TASK ITEM:
Every line of the data below should be retyped exactly.

++++ RECORDS PROVIDED ++++

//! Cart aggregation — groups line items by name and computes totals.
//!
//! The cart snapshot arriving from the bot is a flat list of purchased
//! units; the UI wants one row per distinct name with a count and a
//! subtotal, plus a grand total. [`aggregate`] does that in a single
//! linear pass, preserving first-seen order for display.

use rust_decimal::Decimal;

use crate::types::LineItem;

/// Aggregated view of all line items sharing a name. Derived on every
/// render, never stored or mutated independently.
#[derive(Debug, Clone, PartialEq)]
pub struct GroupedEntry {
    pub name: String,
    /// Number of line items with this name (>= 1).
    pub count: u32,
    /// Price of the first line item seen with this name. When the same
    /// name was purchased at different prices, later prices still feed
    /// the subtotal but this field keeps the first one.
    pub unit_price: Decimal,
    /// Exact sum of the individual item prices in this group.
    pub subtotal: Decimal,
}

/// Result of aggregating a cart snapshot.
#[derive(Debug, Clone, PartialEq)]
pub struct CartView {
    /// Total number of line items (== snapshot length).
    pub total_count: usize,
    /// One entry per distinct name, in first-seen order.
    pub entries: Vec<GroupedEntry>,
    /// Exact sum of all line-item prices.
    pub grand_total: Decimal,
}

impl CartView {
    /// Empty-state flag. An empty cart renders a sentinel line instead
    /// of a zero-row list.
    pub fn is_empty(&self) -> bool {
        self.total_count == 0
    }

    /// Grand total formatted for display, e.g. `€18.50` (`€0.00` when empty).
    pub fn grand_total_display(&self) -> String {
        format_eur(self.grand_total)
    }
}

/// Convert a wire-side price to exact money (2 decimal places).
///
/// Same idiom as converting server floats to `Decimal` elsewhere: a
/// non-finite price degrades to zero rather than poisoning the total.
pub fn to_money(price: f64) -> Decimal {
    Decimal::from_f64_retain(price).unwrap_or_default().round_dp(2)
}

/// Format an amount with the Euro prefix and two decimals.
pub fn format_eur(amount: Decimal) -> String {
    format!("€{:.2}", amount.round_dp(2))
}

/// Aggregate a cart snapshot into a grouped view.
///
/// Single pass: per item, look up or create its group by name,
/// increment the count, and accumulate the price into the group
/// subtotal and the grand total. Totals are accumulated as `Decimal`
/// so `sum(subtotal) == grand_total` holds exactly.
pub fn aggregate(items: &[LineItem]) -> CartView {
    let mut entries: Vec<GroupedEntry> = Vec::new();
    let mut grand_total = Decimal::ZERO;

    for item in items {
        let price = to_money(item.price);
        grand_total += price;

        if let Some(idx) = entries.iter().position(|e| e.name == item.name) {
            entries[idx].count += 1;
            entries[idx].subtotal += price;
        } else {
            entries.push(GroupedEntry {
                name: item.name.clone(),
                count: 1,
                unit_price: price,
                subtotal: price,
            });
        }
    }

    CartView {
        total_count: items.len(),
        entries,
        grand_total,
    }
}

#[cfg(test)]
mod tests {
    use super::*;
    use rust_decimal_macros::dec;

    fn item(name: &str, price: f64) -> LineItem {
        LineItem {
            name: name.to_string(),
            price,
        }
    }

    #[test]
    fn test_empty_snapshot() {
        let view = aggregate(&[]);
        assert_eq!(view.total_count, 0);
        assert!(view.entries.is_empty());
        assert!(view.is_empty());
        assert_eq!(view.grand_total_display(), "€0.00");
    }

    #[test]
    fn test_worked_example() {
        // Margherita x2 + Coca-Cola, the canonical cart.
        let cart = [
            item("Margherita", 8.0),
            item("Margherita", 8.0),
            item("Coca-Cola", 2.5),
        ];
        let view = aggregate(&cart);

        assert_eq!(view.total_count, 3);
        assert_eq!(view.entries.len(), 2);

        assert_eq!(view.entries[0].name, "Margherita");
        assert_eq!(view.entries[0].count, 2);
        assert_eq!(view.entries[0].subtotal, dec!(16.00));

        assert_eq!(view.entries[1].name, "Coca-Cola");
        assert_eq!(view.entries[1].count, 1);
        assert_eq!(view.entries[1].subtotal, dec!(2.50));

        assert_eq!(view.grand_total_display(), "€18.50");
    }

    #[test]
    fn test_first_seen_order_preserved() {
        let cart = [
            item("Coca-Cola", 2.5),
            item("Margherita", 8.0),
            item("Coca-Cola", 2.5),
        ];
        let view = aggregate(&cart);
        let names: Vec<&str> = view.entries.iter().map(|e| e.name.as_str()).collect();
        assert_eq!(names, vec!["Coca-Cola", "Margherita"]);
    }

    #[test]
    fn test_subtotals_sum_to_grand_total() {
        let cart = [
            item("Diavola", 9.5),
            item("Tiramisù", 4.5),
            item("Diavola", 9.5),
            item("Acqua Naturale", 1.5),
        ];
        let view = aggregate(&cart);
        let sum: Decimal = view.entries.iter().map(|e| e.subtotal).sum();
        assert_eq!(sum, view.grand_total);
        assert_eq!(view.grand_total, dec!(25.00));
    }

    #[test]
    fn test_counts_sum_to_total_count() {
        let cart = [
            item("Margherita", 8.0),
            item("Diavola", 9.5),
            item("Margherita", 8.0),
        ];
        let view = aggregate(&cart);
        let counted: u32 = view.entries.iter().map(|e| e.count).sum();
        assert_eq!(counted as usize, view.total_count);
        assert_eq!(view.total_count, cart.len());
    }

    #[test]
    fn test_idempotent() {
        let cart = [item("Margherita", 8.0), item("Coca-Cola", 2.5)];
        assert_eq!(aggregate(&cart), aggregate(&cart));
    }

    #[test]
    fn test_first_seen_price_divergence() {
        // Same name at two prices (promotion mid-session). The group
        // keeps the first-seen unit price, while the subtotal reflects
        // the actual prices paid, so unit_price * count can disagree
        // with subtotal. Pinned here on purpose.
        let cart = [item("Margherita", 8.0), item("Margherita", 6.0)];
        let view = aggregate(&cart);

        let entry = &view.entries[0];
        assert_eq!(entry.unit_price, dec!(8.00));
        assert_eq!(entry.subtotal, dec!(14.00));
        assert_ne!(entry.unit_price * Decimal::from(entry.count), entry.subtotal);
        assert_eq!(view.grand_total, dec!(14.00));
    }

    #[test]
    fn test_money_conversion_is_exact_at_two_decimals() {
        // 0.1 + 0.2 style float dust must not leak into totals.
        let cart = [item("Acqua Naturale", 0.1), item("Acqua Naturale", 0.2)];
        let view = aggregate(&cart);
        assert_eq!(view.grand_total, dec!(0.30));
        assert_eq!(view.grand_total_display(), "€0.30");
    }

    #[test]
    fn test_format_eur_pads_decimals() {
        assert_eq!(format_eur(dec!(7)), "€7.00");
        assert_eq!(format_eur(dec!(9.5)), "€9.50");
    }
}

++++

SOLUTION TO THIS EXERCISE:
//! Cart aggregation — groups line items by name and computes totals.
//!
//! The cart snapshot arriving from the bot is a flat list of purchased
//! units; the UI wants one row per distinct name with a count and a
//! subtotal, plus a grand total. [`aggregate`] does that in a single
//! linear pass, preserving first-seen order for display.

use rust_decimal::Decimal;

use crate::types::LineItem;

/// Aggregated view of all line items sharing a name. Derived on every
/// render, never stored or mutated independently.
#[derive(Debug, Clone, PartialEq)]
pub struct GroupedEntry {
    pub name: String,
    /// Number of line items with this name (>= 1).
    pub count: u32,
    /// Price of the first line item seen with this name. When the same
    /// name was purchased at different prices, later prices still feed
    /// the subtotal but this field keeps the first one.
    pub unit_price: Decimal,
    /// Exact sum of the individual item prices in this group.
    pub subtotal: Decimal,
}

/// Result of aggregating a cart snapshot.
#[derive(Debug, Clone, PartialEq)]
pub struct CartView {
    /// Total number of line items (== snapshot length).
    pub total_count: usize,
    /// One entry per distinct name, in first-seen order.
    pub entries: Vec<GroupedEntry>,
    /// Exact sum of all line-item prices.
    pub grand_total: Decimal,
}

impl CartView {
    /// Empty-state flag. An empty cart renders a sentinel line instead
    /// of a zero-row list.
    pub fn is_empty(&self) -> bool {
        self.total_count == 0
    }

    /// Grand total formatted for display, e.g. `€18.50` (`€0.00` when empty).
    pub fn grand_total_display(&self) -> String {
        format_eur(self.grand_total)
    }
}

/// Convert a wire-side price to exact money (2 decimal places).
///
/// Same idiom as converting server floats to `Decimal` elsewhere: a
/// non-finite price degrades to zero rather than poisoning the total.
pub fn to_money(price: f64) -> Decimal {
    Decimal::from_f64_retain(price).unwrap_or_default().round_dp(2)
}

/// Format an amount with the Euro prefix and two decimals.
pub fn format_eur(amount: Decimal) -> String {
    format!("€{:.2}", amount.round_dp(2))
}

/// Aggregate a cart snapshot into a grouped view.
///
/// Single pass: per item, look up or create its group by name,
/// increment the count, and accumulate the price into the group
/// subtotal and the grand total. Totals are accumulated as `Decimal`
/// so `sum(subtotal) == grand_total` holds exactly.
pub fn aggregate(items: &[LineItem]) -> CartView {
    let mut entries: Vec<GroupedEntry> = Vec::new();
    let mut grand_total = Decimal::ZERO;

    for item in items {
        let price = to_money(item.price);
        grand_total += price;

        if let Some(idx) = entries.iter().position(|e| e.name == item.name) {
            entries[idx].count += 1;
            entries[idx].subtotal += price;
        } else {
            entries.push(GroupedEntry {
                name: item.name.clone(),
                count: 1,
                unit_price: price,
                subtotal: price,
            });
        }
    }

    CartView {
        total_count: items.len(),
        entries,
        grand_total,
    }
}

#[cfg(test)]
mod tests {
    use super::*;
    use rust_decimal_macros::dec;

    fn item(name: &str, price: f64) -> LineItem {
        LineItem {
            name: name.to_string(),
            price,
        }
    }

    #[test]
    fn test_empty_snapshot() {
        let view = aggregate(&[]);
        assert_eq!(view.total_count, 0);
        assert!(view.entries.is_empty());
        assert!(view.is_empty());
        assert_eq!(view.grand_total_display(), "€0.00");
    }

    #[test]
    fn test_worked_example() {
        // Margherita x2 + Coca-Cola, the canonical cart.
        let cart = [
            item("Margherita", 8.0),
            item("Margherita", 8.0),
            item("Coca-Cola", 2.5),
        ];
        let view = aggregate(&cart);

        assert_eq!(view.total_count, 3);
        assert_eq!(view.entries.len(), 2);

        assert_eq!(view.entries[0].name, "Margherita");
        assert_eq!(view.entries[0].count, 2);
        assert_eq!(view.entries[0].subtotal, dec!(16.00));

        assert_eq!(view.entries[1].name, "Coca-Cola");
        assert_eq!(view.entries[1].count, 1);
        assert_eq!(view.entries[1].subtotal, dec!(2.50));

        assert_eq!(view.grand_total_display(), "€18.50");
    }

    #[test]
    fn test_first_seen_order_preserved() {
        let cart = [
            item("Coca-Cola", 2.5),
            item("Margherita", 8.0),
            item("Coca-Cola", 2.5),
        ];
        let view = aggregate(&cart);
        let names: Vec<&str> = view.entries.iter().map(|e| e.name.as_str()).collect();
        assert_eq!(names, vec!["Coca-Cola", "Margherita"]);
    }

    #[test]
    fn test_subtotals_sum_to_grand_total() {
        let cart = [
            item("Diavola", 9.5),
            item("Tiramisù", 4.5),
            item("Diavola", 9.5),
            item("Acqua Naturale", 1.5),
        ];
        let view = aggregate(&cart);
        let sum: Decimal = view.entries.iter().map(|e| e.subtotal).sum();
        assert_eq!(sum, view.grand_total);
        assert_eq!(view.grand_total, dec!(25.00));
    }

    #[test]
    fn test_counts_sum_to_total_count() {
        let cart = [
            item("Margherita", 8.0),
            item("Diavola", 9.5),
            item("Margherita", 8.0),
        ];
        let view = aggregate(&cart);
        let counted: u32 = view.entries.iter().map(|e| e.count).sum();
        assert_eq!(counted as usize, view.total_count);
        assert_eq!(view.total_count, cart.len());
    }

    #[test]
    fn test_idempotent() {
        let cart = [item("Margherita", 8.0), item("Coca-Cola", 2.5)];
        assert_eq!(aggregate(&cart), aggregate(&cart));
    }

    #[test]
    fn test_first_seen_price_divergence() {
        // Same name at two prices (promotion mid-session). The group
        // keeps the first-seen unit price, while the subtotal reflects
        // the actual prices paid, so unit_price * count can disagree
        // with subtotal. Pinned here on purpose.
        let cart = [item("Margherita", 8.0), item("Margherita", 6.0)];
        let view = aggregate(&cart);

        let entry = &view.entries[0];
        assert_eq!(entry.unit_price, dec!(8.00));
        assert_eq!(entry.subtotal, dec!(14.00));
        assert_ne!(entry.unit_price * Decimal::from(entry.count), entry.subtotal);
        assert_eq!(view.grand_total, dec!(14.00));
    }

    #[test]
    fn test_money_conversion_is_exact_at_two_decimals() {
        // 0.1 + 0.2 style float dust must not leak into totals.
        let cart = [item("Acqua Naturale", 0.1), item("Acqua Naturale", 0.2)];
        let view = aggregate(&cart);
        assert_eq!(view.grand_total, dec!(0.30));
        assert_eq!(view.grand_total_display(), "€0.30");
    }

    #[test]
    fn test_format_eur_pads_decimals() {
        assert_eq!(format_eur(dec!(7)), "€7.00");
        assert_eq!(format_eur(dec!(9.5)), "€9.50");
    }
}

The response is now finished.